At any point, you can check the schema of your Clickhouse table by running:
id = datasource.get('id')
k.entities.get_datasource_schema(datasource_id=id)
This helps you control the current status of partitions and primary and order keys.
The primary keys:
KAWA will always use the primary key set as the order key set in Clickhouse. This means that the data will be sorted by each of the primary key, in THAT order. In the first example below: the data will be sorted first by date, then by portfolio, and then by record id.
This will result in higher performances for queries with filters on the date column. The further down a column is, the less significant the speedup will be by filtering on that column.
[‘date’,‘portfolio’,‘record_id’]
If a data source contains a natural hierarchy, putting the hierarchy in the correct order is also a good idea: [‘region’,‘country’,‘city’,‘record_id’]
⚠️ To avoid losing data, THE REAL PRIMARY KEY MUST ALWAYS BE IN THE PROVIDED LIST.The partition key:
This will tell clickhouse how to partition the data on the hard drive. It will improve performance for ingestion and select queries. Please refer to this link for more details about partitions:
https://clickhouse.com/docs/en/engines/table-engines/mergetree-family/custom-partitioning-key
Setting a partition key will also make it possible to remove old / unwanted partitions through the KAWA API.

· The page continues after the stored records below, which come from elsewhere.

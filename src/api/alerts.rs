//! Compliance alert intake.
//!
//! Alerts are logged, not stored; persistence belongs to a separate service.

use axum::{http::StatusCode, response::Json};
use chrono::{DateTime, Utc};
use serde::{Deserialize, Serialize};
use serde_json::Value;
use tracing::info;
use uuid::Uuid;

use crate::api::Authenticated;

/// Alert as posted by the extension.
#[derive(Debug, Clone, Deserialize)]
pub struct AlertCreate {
    pub user_email: Option<String>,
    pub violation_type: String,
    #[serde(default)]
    pub details: Option<Value>,
}

/// Alert as acknowledged back to the extension.
#[derive(Debug, Clone, Serialize)]
pub struct AlertRecord {
    pub id: Uuid,
    pub user_email: String,
    pub violation_type: String,
    pub details: Option<Value>,
    pub timestamp: DateTime<Utc>,
    pub resolved: bool,
    /// Subject of the principal that submitted the alert
    pub reported_by: Option<String>,
}

pub(crate) async fn create_alert(
    Authenticated(principal): Authenticated,
    Json(alert): Json<AlertCreate>,
) -> Result<(StatusCode, Json<AlertRecord>), (StatusCode, Json<Value>)> {
    // No fallback address: an alert must say whose activity it is about.
    let user_email = alert
        .user_email
        .map(|e| e.trim().to_string())
        .filter(|e| !e.is_empty())
        .ok_or_else(|| {
            (
                StatusCode::BAD_REQUEST,
                Json(serde_json::json!({ "detail": "user_email is required" })),
            )
        })?;

    let record = AlertRecord {
        id: Uuid::new_v4(),
        user_email,
        violation_type: alert.violation_type,
        details: alert.details,
        timestamp: Utc::now(),
        resolved: false,
        reported_by: principal.subject().map(str::to_string),
    };

    info!(
        alert_id = %record.id,
        user_email = %record.user_email,
        violation_type = %record.violation_type,
        reported_by = record.reported_by.as_deref().unwrap_or("<unknown>"),
        "Compliance alert received"
    );

    Ok((StatusCode::CREATED, Json(record)))
}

This command can take several minutes to run (it depends on the size of the data - data will be copied over to the newly configured table), do not interrupt it or attempt to run it multiple times. It is strongly recommended to use it outside of business hours.
# Command to set a new set of primary keys and a partition
cmd = k.commands
cmd.replace_datasource_primary_keys(
datasource=datasource,
new_primary_keys=['date','record_id'],
partition_key='date')
Setting new primary keys can result in the loss of data. When you use this command, make sure that the set of primary keys reflect the unicity of your records.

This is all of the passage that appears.